英文:
Redefine factor levels and order within groups
问题
以下是您要翻译的内容:
"This is the simple example for illustration.
I want a summary of data presented in a predetermined order. I want to order col2 values depending on col1 values, and also include rows for factor levels within the col1 group that are not in the data (eg using group_by ( ..., .drop=FALSE). Some values in col2 appear in more than col1 group. There is no logic that can be applied to determine the order of col2. You may call it a two-level factor maybe?
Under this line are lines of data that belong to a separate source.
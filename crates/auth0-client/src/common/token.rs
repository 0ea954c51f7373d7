//! Management API tokens
//!
//! Tokens come from the OAuth2 client-credentials grant and are cached per tenant
//! domain until shortly before they expire.

use crate::common::check_status;
use crate::error::Auth0Error;
use crate::models::TenantAccess;
use chrono::{DateTime, Duration, Utc};
use reqwest::Client;
use serde::Deserialize;
use std::collections::HashMap;
use std::sync::Mutex;
use tracing::debug;

/// Refresh tokens this long before their stated expiry
const EXPIRY_MARGIN_SECONDS: i64 = 60;

#[derive(Debug, Clone)]
struct CachedToken {
    client_id: String,
    token: String,
    expires_at: DateTime<Utc>,
}

#[derive(Debug, Deserialize)]
struct TokenResponse {
    access_token: String,
    #[serde(default = "default_expires_in")]
    expires_in: i64,
}

fn default_expires_in() -> i64 {
    86_400
}

/// Per-domain token cache
#[derive(Debug, Default)]
pub struct TokenCache {
    tokens: Mutex<HashMap<String, CachedToken>>,
}

impl TokenCache {
    fn cached(&self, access: &TenantAccess) -> Option<String> {
        let tokens = self.tokens.lock().ok()?;
        let cached = tokens.get(&access.domain)?;
        (cached.client_id == access.client_id && cached.expires_at > Utc::now())
            .then(|| cached.token.clone())
    }

    /// Return a valid token for the tenant, requesting a new one when needed
    pub async fn access_token(
        &self,
        client: &Client,
        base_url: &str,
        access: &TenantAccess,
    ) -> Result<String, Auth0Error> {
        if let Some(token) = self.cached(access) {
            return Ok(token);
        }

        debug!("Requesting management API token for {}", access.domain);
        let audience = format!("https://{}/api/v2/", access.domain);
        let response = client
            .post(format!("{base_url}/oauth/token"))
            .json(&serde_json::json!({
                "grant_type": "client_credentials",
                "client_id": access.client_id,
                "client_secret": access.client_secret,
                "audience": audience,
            }))
            .send()
            .await?;

        let response = match check_status(response).await {
            Ok(response) => response,
            Err(Auth0Error::Api { status, message }) if (400..500).contains(&status) => {
                return Err(Auth0Error::Authentication(message));
            }
            Err(e) => return Err(e),
        };
        let body: TokenResponse = response.json().await?;

        let expires_at =
            Utc::now() + Duration::seconds((body.expires_in - EXPIRY_MARGIN_SECONDS).max(0));
        if let Ok(mut tokens) = self.tokens.lock() {
            tokens.insert(
                access.domain.clone(),
                CachedToken {
                    client_id: access.client_id.clone(),
                    token: body.access_token.clone(),
                    expires_at,
                },
            );
        }
        Ok(body.access_token)
    }
}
For example, my input data could be:
df <- read.table(
header = TRUE,
sep=",",
text = "
col1,col2
Tunnels,Dick
Tunnels,Tom
Tunnels,Tom
Beatles,George
Beatles,Paul
Beatles,Ringo
Beatles,Ringo
UK Artists,Gilbert
"
)
and my required output would be
col1 col2 n
Beatles John 0
Beatles Paul 1
Beatles George 1
Beatles Ringo 2
UK Artists Gilbert 1
UK Artists George 0
Tunnels Tom 2
Tunnels Dick 1
Tunnels Harry 0
The following, of course, does not work
col2_tunnels <- c("Tom", "Dick", "Harry")
col2_beatles <- c("John", "Paul", "George", "Ringo")
col2_artists <- c("Gilbert", "George")
col2_order <- unique(c(col2_tunnels, col2_beatles, col2_artists)) # cannot have duplicates
col1_order <- c("Beatles", "UK Artists", "Tunnels")
df %>% mutate(
col1 = factor(col1, levels = col1_order),
col2 = factor(col2, levels = col2_order)
) %>% group_by(col1, col2, .drop = FALSE) %>% summarise(n = n(), )
The only way forward I can see is to split the data by col1 levels and use a named list of vectors defining the factor order for each level of col1. While writing the question I found this worked
col2_fctlist <- list(
Tunnels = c("Tom", "Dick", "Harry"),
Beatles = c("John", "Paul", "George", "Ringo"),
'UK Artists' = c("Gilbert", "George")
)
x <- lapply(col1_order, function(col1grp)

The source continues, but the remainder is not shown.